There’s plenty of symbolism - the kite, lots of birds, the flapping bird hood ornament on Irina’s car, mist, etc. It’s not complex symbolism but it works.

La comtesse noire is even further removed from our conventional expectations of the vampire movie than Vampyros Lesbos. It’s closer in feel than any of Franco’s other movies to Jean Rollin’s vampire fever dreams. I love this movie but it is an uncompromisingly unconventional vampire movie. If you can accept that and if you’re not put off by a blending of extreme eroticism and artiness then it’s highly recommended.

Monday, 30 March 2026

Barb Wire (1996)

Barb Wire (1996) has a reputation as a trashy Pamela Anderson action thriller. That’s OK. I like trashy thrillers. And it’s a post-apocalyptic dystopian cyberpunk action thriller. That’s OK by me as well. It’s based on a comic book.

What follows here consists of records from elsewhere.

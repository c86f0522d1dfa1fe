//! Record decoders.
//!
//! Each decoder turns the delimited text of one script into typed records.
//! Decoding is lenient: a row with fewer columns than its shape requires is
//! dropped and logged, and unparseable scalars fall back to defaults. The
//! surviving rows keep their order.

use mailbridge_script::codec::{self, Record};

use crate::model::{Account, AccountOrdinal, Attachment, MessageDetail, MessageHeader};
use crate::sender::Sender;
use crate::tree::MailboxRow;

/// Minimum columns in an account row.
pub const ACCOUNT_FIELDS: usize = 5;

/// Minimum columns in a mailbox row (the parent column is optional).
pub const MAILBOX_FIELDS: usize = 4;

/// Minimum columns in a header row.
pub const HEADER_FIELDS: usize = 11;

/// Minimum columns in a detail row.
pub const DETAIL_FIELDS: usize = 14;

/// Columns packed into one attachment item.
const ATTACHMENT_FIELDS: usize = 3;

/// Case-insensitive `"true"`; anything else is false.
#[must_use]
pub fn parse_bool(field: &str) -> bool {
    field.trim().eq_ignore_ascii_case("true")
}

/// Parses a non-negative count, clamping to `0..=u32::MAX`.
#[must_use]
pub fn parse_count(field: &str) -> u32 {
    u32::try_from(parse_u64(field)).unwrap_or(u32::MAX)
}

/// Parses a non-negative integer.
///
/// Negative values clamp to 0 and unparseable text yields 0. Large numbers
/// that the runtime renders in exponent form (`1.5E+6`) are accepted.
#[must_use]
pub fn parse_u64(field: &str) -> u64 {
    let field = field.trim();
    if let Ok(n) = field.parse::<u64>() {
        return n;
    }
    if let Ok(n) = field.parse::<i64>() {
        return u64::try_from(n).unwrap_or(0);
    }
    match field.parse::<f64>() {
        #[allow(clippy::cast_possible_truncation, clippy::cast_sign_loss)]
        Ok(n) if n.is_finite() && n > 0.0 => n as u64,
        _ => 0,
    }
}

fn long_enough(record: &Record<'_>, min: usize, shape: &'static str) -> bool {
    if record.len() < min {
        tracing::debug!(shape, columns = record.len(), min, "dropping short row");
        false
    } else {
        true
    }
}

fn owned(items: Vec<&str>) -> Vec<String> {
    items.into_iter().map(ToString::to_string).collect()
}

/// Decodes account rows.
///
/// Ordinals come from the raw row position, so a dropped row leaves a gap
/// rather than renumbering the accounts after it.
#[must_use]
pub fn decode_accounts(payload: &str) -> Vec<Account> {
    codec::split_records(payload)
        .into_iter()
        .enumerate()
        .filter(|(_, record)| long_enough(record, ACCOUNT_FIELDS, "account"))
        .map(|(index, record)| Account {
            id: AccountOrdinal::from_index(index),
            name: record.field(0).to_string(),
            full_name: record.field(1).to_string(),
            email_addresses: owned(record.list(2)),
            account_type: record.field(3).to_string(),
            enabled: parse_bool(record.field(4)),
        })
        .collect()
}

/// Decodes flat mailbox rows for tree reconstruction.
#[must_use]
pub fn decode_mailbox_rows(payload: &str) -> Vec<MailboxRow> {
    codec::split_records(payload)
        .into_iter()
        .filter(|record| long_enough(record, MAILBOX_FIELDS, "mailbox"))
        .map(|record| {
            let parent = record.field(4);
            MailboxRow {
                name: record.field(0).to_string(),
                account: record.field(1).to_string(),
                unread_count: parse_count(record.field(2)),
                message_count: parse_count(record.field(3)),
                parent: (!parent.is_empty()).then(|| parent.to_string()),
            }
        })
        .collect()
}

/// Decodes header rows, in payload order.
#[must_use]
pub fn decode_headers(payload: &str) -> Vec<MessageHeader> {
    codec::split_records(payload)
        .into_iter()
        .filter(|record| long_enough(record, HEADER_FIELDS, "header"))
        .map(|record| {
            let sender = record.field(2);
            let parsed = Sender::parse(sender);
            MessageHeader {
                id: parse_u64(record.field(0)),
                message_id: record.field(1).to_string(),
                sender: sender.to_string(),
                sender_name: parsed.name,
                sender_email: parsed.email,
                date_sent: record.field(3).to_string(),
                date_received: record.field(4).to_string(),
                is_read: parse_bool(record.field(5)),
                is_flagged: parse_bool(record.field(6)),
                has_attachments: parse_u64(record.field(7)) > 0,
                mailbox: record.field(8).to_string(),
                account: record.field(9).to_string(),
                subject: record.remainder(10),
            }
        })
        .collect()
}

/// Decodes a single detail row.
///
/// The payload is never split into records, so a body containing the
/// record separator is returned intact. Returns `None` when the payload is
/// empty or too short.
#[must_use]
pub fn decode_detail(payload: &str) -> Option<MessageDetail> {
    let record = Record::single(payload)?;
    if !long_enough(&record, DETAIL_FIELDS, "detail") {
        return None;
    }

    let sender = record.field(2);
    let parsed = Sender::parse(sender);
    let items = record.list(11);
    let has_attachments = !items.is_empty();
    let attachments: Vec<Attachment> = items
        .into_iter()
        .filter_map(|item| {
            let columns = codec::split_attachment(item);
            if columns.len() < ATTACHMENT_FIELDS {
                tracing::debug!(columns = columns.len(), "dropping short attachment");
                return None;
            }
            Some(Attachment {
                name: columns[0].to_string(),
                mime_type: columns[1].to_string(),
                file_size: parse_u64(columns[2]),
            })
        })
        .collect();

    let header = MessageHeader {
        id: parse_u64(record.field(0)),
        message_id: record.field(1).to_string(),
        sender: sender.to_string(),
        sender_name: parsed.name,
        sender_email: parsed.email,
        date_sent: record.field(3).to_string(),
        date_received: record.field(4).to_string(),
        is_read: parse_bool(record.field(5)),
        is_flagged: parse_bool(record.field(6)),
        has_attachments,
        mailbox: record.field(7).to_string(),
        account: record.field(8).to_string(),
        subject: record.field(12).to_string(),
    };

    Some(MessageDetail {
        header,
        to_recipients: owned(record.list(9)),
        cc_recipients: owned(record.list(10)),
        content: record.remainder(13),
        attachments,
    })
}

/// Decodes a bare count.
#[must_use]
pub fn decode_count(payload: &str) -> u32 {
    parse_count(codec::strip_output(payload))
}
//! `mailbridge` - read-only JSON bridge to Apple Mail.
//!
//! Runs one operation per invocation, prints one JSON envelope on stdout
//! and exits 0 for `ok` or 1 for `error`. Logs go to stderr.

mod cli;

use std::process::ExitCode;
use std::time::Duration;

use anyhow::Context;
use clap::Parser;
use mailbridge_core::MailService;
use mailbridge_script::{OsascriptRunner, RunnerConfig};
use tracing::info;
use tracing_subscriber::{layer::SubscriberExt, util::SubscriberInitExt};

use cli::{Cli, dispatch};

fn main() -> anyhow::Result<ExitCode> {
    // Initialize logging; stdout is reserved for the envelope
    tracing_subscriber::registry()
        .with(
            tracing_subscriber::EnvFilter::try_from_default_env().unwrap_or_else(|_| {
                "mailbridge=info,mailbridge_core=info,mailbridge_script=info".into()
            }),
        )
        .with(tracing_subscriber::fmt::layer().with_writer(std::io::stderr))
        .init();

    let cli = Cli::parse();

    let config = RunnerConfig::builder()
        .executable_override(cli.osascript)
        .timeout(Duration::from_secs(cli.timeout))
        .build();
    info!(
        executable = %config.executable.display(),
        timeout_secs = cli.timeout,
        "Starting MailBridge"
    );

    let runner = OsascriptRunner::new(config).context("Failed to start script runtime")?;
    let service = MailService::new(runner);

    let outcome = dispatch(&service, &cli.command, cli.pretty)?;
    println!("{}", outcome.json);

    Ok(if outcome.ok {
        ExitCode::SUCCESS
    } else {
        ExitCode::FAILURE
    })
}
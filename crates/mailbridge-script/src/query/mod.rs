//! AppleScript query builder.
//!
//! Every read-only operation maps to one [`Query`], which renders to a
//! self-contained [`Script`]. Scripts batch all rows into a single delimited
//! string (see [`crate::codec`]) so each operation costs one round trip to
//! the automation runtime.

mod serialize;

pub use serialize::escape;

use serialize::{
    write_account_scope, write_handlers, write_header_handler, write_mailbox_handler,
    write_mailbox_lookup, write_scan,
};

/// Script error number raised when a named account does not exist.
pub const ACCOUNT_NOT_FOUND: i32 = 10001;

/// Script error number raised when a named mailbox does not exist.
pub const MAILBOX_NOT_FOUND: i32 = 10002;

/// Script error number raised when a message id is not in the mailbox.
pub const MESSAGE_NOT_FOUND: i32 = 10003;

/// Mailbox scanned by unread and search queries when none is named.
pub const DEFAULT_SCAN_MAILBOX: &str = "INBOX";

/// A read-only query against the mail store.
#[derive(Debug, Clone, PartialEq, Eq)]
pub enum Query {
    /// Checks that the application answers and counts its accounts.
    Probe,
    /// Lists every account.
    Accounts,
    /// Lists mailboxes with their parent names.
    Mailboxes {
        /// Restrict to one account.
        account: Option<String>,
    },
    /// Counts the messages in one mailbox.
    MessageCount {
        /// Mailbox name.
        mailbox: String,
        /// Owning account (first match when absent).
        account: Option<String>,
    },
    /// Fetches headers for an inclusive, 1-based index range.
    MessageRange {
        /// Mailbox name.
        mailbox: String,
        /// Owning account (first match when absent).
        account: Option<String>,
        /// First index (inclusive).
        start: u32,
        /// Last index (inclusive).
        end: u32,
    },
    /// Fetches one message with recipients, attachments and body.
    Message {
        /// Store-assigned message id.
        id: u64,
        /// Mailbox name.
        mailbox: String,
        /// Owning account (first match when absent).
        account: Option<String>,
    },
    /// Scans for unread messages.
    Unread {
        /// Restrict to one account.
        account: Option<String>,
        /// Mailbox to scan in each account (`INBOX` when absent).
        mailbox: Option<String>,
        /// Maximum rows returned.
        limit: u32,
    },
    /// Scans for messages whose subject or sender contains the text.
    Search {
        /// Text to look for.
        text: String,
        /// Restrict to one account.
        account: Option<String>,
        /// Mailbox to scan in each account (`INBOX` when absent).
        mailbox: Option<String>,
        /// Maximum rows returned.
        limit: u32,
    },
}

impl Query {
    /// Short name used in logs.
    #[must_use]
    pub const fn name(&self) -> &'static str {
        match self {
            Self::Probe => "probe",
            Self::Accounts => "accounts",
            Self::Mailboxes { .. } => "mailboxes",
            Self::MessageCount { .. } => "message-count",
            Self::MessageRange { .. } => "message-range",
            Self::Message { .. } => "message",
            Self::Unread { .. } => "unread",
            Self::Search { .. } => "search",
        }
    }

    /// Renders the query as AppleScript source.
    #[must_use]
    pub fn to_script(&self) -> Script {
        let mut out = String::new();
        match self {
            Self::Probe => {
                out.push_str("tell application \"Mail\"\n");
                out.push_str("\treturn (count of accounts) as text\n");
                out.push_str("end tell\n");
            }
            Self::Accounts => {
                write_handlers(&mut out);
                out.push_str("set rows to {}\n");
                out.push_str("tell application \"Mail\"\n");
                out.push_str("\trepeat with acc in every account\n");
                out.push_str(
                    "\t\tset addrList to {}\n\
                     \t\trepeat with addr in email addresses of acc\n\
                     \t\t\tset end of addrList to my txt(contents of addr)\n\
                     \t\tend repeat\n\
                     \t\tset end of rows to my joinList({my txt(name of acc), my txt(full name of acc), \
                     my joinList(addrList, GS), my txt(account type of acc), \
                     my txt(enabled of acc)}, US)\n",
                );
                out.push_str("\tend repeat\n");
                out.push_str("end tell\n");
                out.push_str("return my joinList(rows, RS)\n");
            }
            Self::Mailboxes { account } => {
                write_handlers(&mut out);
                write_mailbox_handler(&mut out);
                out.push_str("set rows to {}\n");
                out.push_str("tell application \"Mail\"\n");
                write_account_scope(&mut out, account.as_deref());
                out.push_str("\trepeat with acc in targetAccounts\n");
                out.push_str("\t\tset accName to my txt(name of acc)\n");
                out.push_str("\t\trepeat with mb in every mailbox of acc\n");
                out.push_str("\t\t\tset end of rows to my mailboxRow(mb, accName)\n");
                out.push_str("\t\tend repeat\n");
                out.push_str("\tend repeat\n");
                out.push_str("end tell\n");
                out.push_str("return my joinList(rows, RS)\n");
            }
            Self::MessageCount { mailbox, account } => {
                write_handlers(&mut out);
                out.push_str("tell application \"Mail\"\n");
                write_mailbox_lookup(&mut out, mailbox, account.as_deref());
                out.push_str("\treturn (count of messages of targetMailbox) as text\n");
                out.push_str("end tell\n");
            }
            Self::MessageRange {
                mailbox,
                account,
                start,
                end,
            } => {
                write_handlers(&mut out);
                write_header_handler(&mut out);
                out.push_str("set rows to {}\n");
                out.push_str("tell application \"Mail\"\n");
                write_mailbox_lookup(&mut out, mailbox, account.as_deref());
                out.push_str(&format!(
                    "\tset msgs to messages {start} thru {end} of targetMailbox\n"
                ));
                out.push_str("\tif class of msgs is not list then set msgs to {msgs}\n");
                out.push_str("\trepeat with msg in msgs\n");
                out.push_str("\t\tset end of rows to my headerRow(msg, mbName, accName)\n");
                out.push_str("\tend repeat\n");
                out.push_str("end tell\n");
                out.push_str("return my joinList(rows, RS)\n");
            }
            Self::Message {
                id,
                mailbox,
                account,
            } => {
                write_handlers(&mut out);
                out.push_str("tell application \"Mail\"\n");
                write_mailbox_lookup(&mut out, mailbox, account.as_deref());
                out.push_str(&format!(
                    "\tset hits to (messages of targetMailbox whose id is {id})\n"
                ));
                out.push_str(&format!(
                    "\tif (count of hits) is 0 then error \"Message not found: {id}\" number {MESSAGE_NOT_FOUND}\n"
                ));
                out.push_str("\tset msg to item 1 of hits\n");
                out.push_str("\tset toList to {}\n");
                out.push_str("\trepeat with r in every to recipient of msg\n");
                out.push_str("\t\tset end of toList to my txt(address of r)\n");
                out.push_str("\tend repeat\n");
                out.push_str("\tset ccList to {}\n");
                out.push_str("\trepeat with r in every cc recipient of msg\n");
                out.push_str("\t\tset end of ccList to my txt(address of r)\n");
                out.push_str("\tend repeat\n");
                out.push_str("\tset attList to {}\n");
                out.push_str("\trepeat with att in every mail attachment of msg\n");
                out.push_str(
                    "\t\tset end of attList to my joinList({my txt(name of att), \
                     my txt(MIME type of att), my txt(file size of att)}, FS)\n",
                );
                out.push_str("\tend repeat\n");
                out.push_str(
                    "\tset fields to {my txt(id of msg), my txt(message id of msg), \
                     my txt(sender of msg), my txt(date sent of msg), my txt(date received of msg), \
                     my txt(read status of msg), my txt(flagged status of msg), mbName, accName, \
                     my joinList(toList, GS), my joinList(ccList, GS), my joinList(attList, GS), \
                     my txt(subject of msg), my raw(content of msg)}\n",
                );
                out.push_str("end tell\n");
                out.push_str("return my joinList(fields, US)\n");
            }
            Self::Unread {
                account,
                mailbox,
                limit,
            } => {
                write_scan(
                    &mut out,
                    account.as_deref(),
                    mailbox.as_deref(),
                    "read status is false",
                    *limit,
                );
            }
            Self::Search {
                text,
                account,
                mailbox,
                limit,
            } => {
                let needle = escape(text);
                let filter = format!("subject contains \"{needle}\" or sender contains \"{needle}\"");
                write_scan(
                    &mut out,
                    account.as_deref(),
                    mailbox.as_deref(),
                    &filter,
                    *limit,
                );
            }
        }

        Script {
            name: self.name(),
            source: out,
        }
    }
}

/// Rendered AppleScript ready to hand to an executor.
#[derive(Debug, Clone, PartialEq, Eq)]
pub struct Script {
    name: &'static str,
    source: String,
}

impl Script {
    /// Wraps raw source under a log name.
    #[must_use]
    pub fn new(name: &'static str, source: impl Into<String>) -> Self {
        Self {
            name,
            source: source.into(),
        }
    }

    /// Log name of the query that produced this script.
    #[must_use]
    pub const fn name(&self) -> &'static str {
        self.name
    }

    /// AppleScript source text.
    #[must_use]
    pub fn source(&self) -> &str {
        &self.source
    }
}
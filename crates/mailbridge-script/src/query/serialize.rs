//! Script serialization helpers.

use super::{ACCOUNT_NOT_FOUND, DEFAULT_SCAN_MAILBOX, MAILBOX_NOT_FOUND};

/// Escapes text for embedding inside an AppleScript string literal.
///
/// Backslashes are doubled first, then double quotes are escaped. This keeps
/// the generated script syntactically intact; it is not a sanitizer.
#[must_use]
pub fn escape(s: &str) -> String {
    let mut out = String::with_capacity(s.len());
    for c in s.chars() {
        if c == '\\' || c == '"' {
            out.push('\\');
        }
        out.push(c);
    }
    out
}

/// Writes a quoted string literal.
fn literal(s: &str) -> String {
    format!("\"{}\"", escape(s))
}

/// Writes separator properties and the text helpers every row script uses.
///
/// `txt` turns a value into text with every separator character replaced
/// by a space, so a column can never spill into its neighbours. `raw` only
/// maps `missing value` to empty text and is reserved for the body, the one
/// column recovered as a remainder.
pub fn write_handlers(out: &mut String) {
    out.push_str("property RS : character id 30\n");
    out.push_str("property US : character id 31\n");
    out.push_str("property GS : character id 29\n");
    out.push_str("property FS : character id 28\n");
    out.push('\n');
    out.push_str("on joinList(theList, sep)\n");
    out.push_str("\tset savedDelimiters to AppleScript's text item delimiters\n");
    out.push_str("\tset AppleScript's text item delimiters to sep\n");
    out.push_str("\tset joined to theList as text\n");
    out.push_str("\tset AppleScript's text item delimiters to savedDelimiters\n");
    out.push_str("\treturn joined\n");
    out.push_str("end joinList\n");
    out.push('\n');
    out.push_str("on txt(value)\n");
    out.push_str("\tset s to my raw(value)\n");
    out.push_str("\trepeat with sep in {RS, US, GS, FS}\n");
    out.push_str("\t\tif s contains (contents of sep) then\n");
    out.push_str("\t\t\tset savedDelimiters to AppleScript's text item delimiters\n");
    out.push_str("\t\t\tset AppleScript's text item delimiters to (contents of sep)\n");
    out.push_str("\t\t\tset parts to text items of s\n");
    out.push_str("\t\t\tset AppleScript's text item delimiters to \" \"\n");
    out.push_str("\t\t\tset s to parts as text\n");
    out.push_str("\t\t\tset AppleScript's text item delimiters to savedDelimiters\n");
    out.push_str("\t\tend if\n");
    out.push_str("\tend repeat\n");
    out.push_str("\treturn s\n");
    out.push_str("end txt\n");
    out.push('\n');
    out.push_str("on raw(value)\n");
    out.push_str("\tif value is missing value then return \"\"\n");
    out.push_str("\treturn value as text\n");
    out.push_str("end raw\n");
    out.push('\n');
}

/// Writes the handler emitting one header row.
///
/// Column order: id, message id, sender, date sent, date received, read,
/// flagged, attachment count, mailbox, account, subject.
pub fn write_header_handler(out: &mut String) {
    out.push_str("on headerRow(msg, mbName, accName)\n");
    out.push_str("\ttell application \"Mail\"\n");
    out.push_str(
        "\t\tset fields to {my txt(id of msg), my txt(message id of msg), my txt(sender of msg), \
         my txt(date sent of msg), my txt(date received of msg), my txt(read status of msg), \
         my txt(flagged status of msg), my txt(count of mail attachments of msg), mbName, accName, \
         my txt(subject of msg)}\n",
    );
    out.push_str("\tend tell\n");
    out.push_str("\treturn my joinList(fields, US)\n");
    out.push_str("end headerRow\n");
    out.push('\n');
}

/// Writes the handler emitting one mailbox row.
///
/// Column order: name, account, unread count, message count, parent name.
/// The parent column is empty when the container is not a mailbox.
pub fn write_mailbox_handler(out: &mut String) {
    out.push_str("on mailboxRow(mb, accName)\n");
    out.push_str("\ttell application \"Mail\"\n");
    out.push_str("\t\tset parentName to \"\"\n");
    out.push_str("\t\ttry\n");
    out.push_str("\t\t\tset parentBox to container of mb\n");
    out.push_str("\t\t\tif class of parentBox is mailbox then set parentName to my txt(name of parentBox)\n");
    out.push_str("\t\tend try\n");
    out.push_str(
        "\t\tset fields to {my txt(name of mb), accName, my txt(unread count of mb), \
         my txt(count of messages of mb), parentName}\n",
    );
    out.push_str("\tend tell\n");
    out.push_str("\treturn my joinList(fields, US)\n");
    out.push_str("end mailboxRow\n");
    out.push('\n');
}

/// Sets `targetAccounts` to the named account or every account.
pub fn write_account_scope(out: &mut String, account: Option<&str>) {
    match account {
        Some(name) => {
            let acc = literal(name);
            let missing = literal(&format!("Account not found: {name}"));
            out.push_str(&format!(
                "\tif not (exists account {acc}) then error {missing} number {ACCOUNT_NOT_FOUND}\n"
            ));
            out.push_str(&format!("\tset targetAccounts to {{account {acc}}}\n"));
        }
        None => out.push_str("\tset targetAccounts to every account\n"),
    }
}

/// Resolves `targetMailbox`, `mbName` and `accName`.
///
/// Without an account, the first account holding a mailbox of that name
/// wins.
pub fn write_mailbox_lookup(out: &mut String, mailbox: &str, account: Option<&str>) {
    let mb = literal(mailbox);
    let missing = literal(&format!("Mailbox not found: {mailbox}"));
    match account {
        Some(name) => {
            let acc = literal(name);
            let missing_account = literal(&format!("Account not found: {name}"));
            out.push_str(&format!(
                "\tif not (exists account {acc}) then error {missing_account} number {ACCOUNT_NOT_FOUND}\n"
            ));
            out.push_str(&format!(
                "\tif not (exists mailbox {mb} of account {acc}) then error {missing} number {MAILBOX_NOT_FOUND}\n"
            ));
            out.push_str(&format!("\tset targetMailbox to mailbox {mb} of account {acc}\n"));
        }
        None => {
            out.push_str("\tset targetMailbox to missing value\n");
            out.push_str("\trepeat with acc in every account\n");
            out.push_str(&format!("\t\tif exists mailbox {mb} of acc then\n"));
            out.push_str(&format!("\t\t\tset targetMailbox to mailbox {mb} of acc\n"));
            out.push_str("\t\t\texit repeat\n");
            out.push_str("\t\tend if\n");
            out.push_str("\tend repeat\n");
            out.push_str(&format!(
                "\tif targetMailbox is missing value then error {missing} number {MAILBOX_NOT_FOUND}\n"
            ));
        }
    }
    out.push_str("\tset mbName to my txt(name of targetMailbox)\n");
    out.push_str("\tset accName to my txt(name of account of targetMailbox)\n");
}

/// Writes a bounded scan of one mailbox per account with a `whose` filter.
///
/// A named mailbox that exists in none of the scanned accounts raises
/// mailbox-not-found; the default inbox is skipped silently where missing.
pub fn write_scan(
    out: &mut String,
    account: Option<&str>,
    mailbox: Option<&str>,
    filter: &str,
    limit: u32,
) {
    let mb = literal(mailbox.unwrap_or(DEFAULT_SCAN_MAILBOX));

    write_handlers(out);
    write_header_handler(out);
    out.push_str("set rows to {}\n");
    out.push_str("set matched to false\n");
    out.push_str("tell application \"Mail\"\n");
    write_account_scope(out, account);
    out.push_str("\trepeat with acc in targetAccounts\n");
    out.push_str(&format!("\t\tif exists mailbox {mb} of acc then\n"));
    out.push_str("\t\t\tset matched to true\n");
    out.push_str(&format!("\t\t\tset targetMailbox to mailbox {mb} of acc\n"));
    out.push_str("\t\t\tset mbName to my txt(name of targetMailbox)\n");
    out.push_str("\t\t\tset accName to my txt(name of acc)\n");
    out.push_str(&format!(
        "\t\t\trepeat with msg in (messages of targetMailbox whose {filter})\n"
    ));
    out.push_str("\t\t\t\tset end of rows to my headerRow(msg, mbName, accName)\n");
    out.push_str(&format!("\t\t\t\tif (count of rows) >= {limit} then exit repeat\n"));
    out.push_str("\t\t\tend repeat\n");
    out.push_str("\t\tend if\n");
    out.push_str(&format!("\t\tif (count of rows) >= {limit} then exit repeat\n"));
    out.push_str("\tend repeat\n");
    if let Some(name) = mailbox {
        let missing = literal(&format!("Mailbox not found: {name}"));
        out.push_str(&format!(
            "\tif not matched then error {missing} number {MAILBOX_NOT_FOUND}\n"
        ));
    }
    out.push_str("end tell\n");
    out.push_str("return my joinList(rows, RS)\n");
}
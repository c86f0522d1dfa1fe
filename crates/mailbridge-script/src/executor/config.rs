//! Runner configuration types.

use std::path::PathBuf;
use std::time::Duration;

/// Environment variable overriding the `osascript` location.
pub const EXECUTABLE_ENV: &str = "MAILBRIDGE_OSASCRIPT";

/// Default `osascript` location on macOS.
pub const DEFAULT_EXECUTABLE: &str = "/usr/bin/osascript";

/// Default wall-clock limit for one script.
pub const DEFAULT_TIMEOUT: Duration = Duration::from_secs(30);

/// `osascript` runner configuration.
#[derive(Debug, Clone, PartialEq, Eq)]
pub struct RunnerConfig {
    /// Executable to invoke.
    pub executable: PathBuf,
    /// Wall-clock limit per script.
    pub timeout: Duration,
}

impl Default for RunnerConfig {
    fn default() -> Self {
        Self {
            executable: PathBuf::from(DEFAULT_EXECUTABLE),
            timeout: DEFAULT_TIMEOUT,
        }
    }
}

impl RunnerConfig {
    /// Creates a configuration with defaults, honoring [`EXECUTABLE_ENV`].
    #[must_use]
    pub fn from_env() -> Self {
        Self::builder()
            .executable_override(std::env::var_os(EXECUTABLE_ENV).map(PathBuf::from))
            .build()
    }

    /// Creates a configuration builder.
    #[must_use]
    pub fn builder() -> RunnerConfigBuilder {
        RunnerConfigBuilder::new()
    }
}

/// Builder for runner configuration.
#[derive(Debug, Clone, Default)]
pub struct RunnerConfigBuilder {
    executable: Option<PathBuf>,
    timeout: Option<Duration>,
}

impl RunnerConfigBuilder {
    /// Creates a new builder with defaults.
    #[must_use]
    pub fn new() -> Self {
        Self::default()
    }

    /// Sets the executable path.
    #[must_use]
    pub fn executable(mut self, path: impl Into<PathBuf>) -> Self {
        self.executable = Some(path.into());
        self
    }

    /// Sets the executable path if one is given; empty paths are ignored.
    #[must_use]
    pub fn executable_override(mut self, path: Option<PathBuf>) -> Self {
        if let Some(path) = path.filter(|p| !p.as_os_str().is_empty()) {
            self.executable = Some(path);
        }
        self
    }

    /// Sets the per-script timeout.
    #[must_use]
    pub const fn timeout(mut self, timeout: Duration) -> Self {
        self.timeout = Some(timeout);
        self
    }

    /// Builds the configuration.
    #[must_use]
    pub fn build(self) -> RunnerConfig {
        RunnerConfig {
            executable: self
                .executable
                .unwrap_or_else(|| PathBuf::from(DEFAULT_EXECUTABLE)),
            timeout: self.timeout.unwrap_or(DEFAULT_TIMEOUT),
        }
    }
}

It’s the aftermath of the Second American Civil War. Now Steel Harbor is the only free city. It’s city of crime, chaos, corruption, sleaze and depravity. You can have a lot of fun in Steel Harbor and you can get into a lot of trouble.

Barb Wire (Pamela Anderson) runs a bar there, called the Hammerhead. Curly (Udo Kier) manages it for her. 

Barb makes her living in various ways, some legal and some illegal, including bounty hunting and stripping.

She has an uneasy relationship with the local chief of police Willis (Xander Berkeley). Willis is moderately corrupt but Barb doesn’t mind that since she’s moderately crooked as well. There’s some erotic heat between them. An attraction of two morally compromised people.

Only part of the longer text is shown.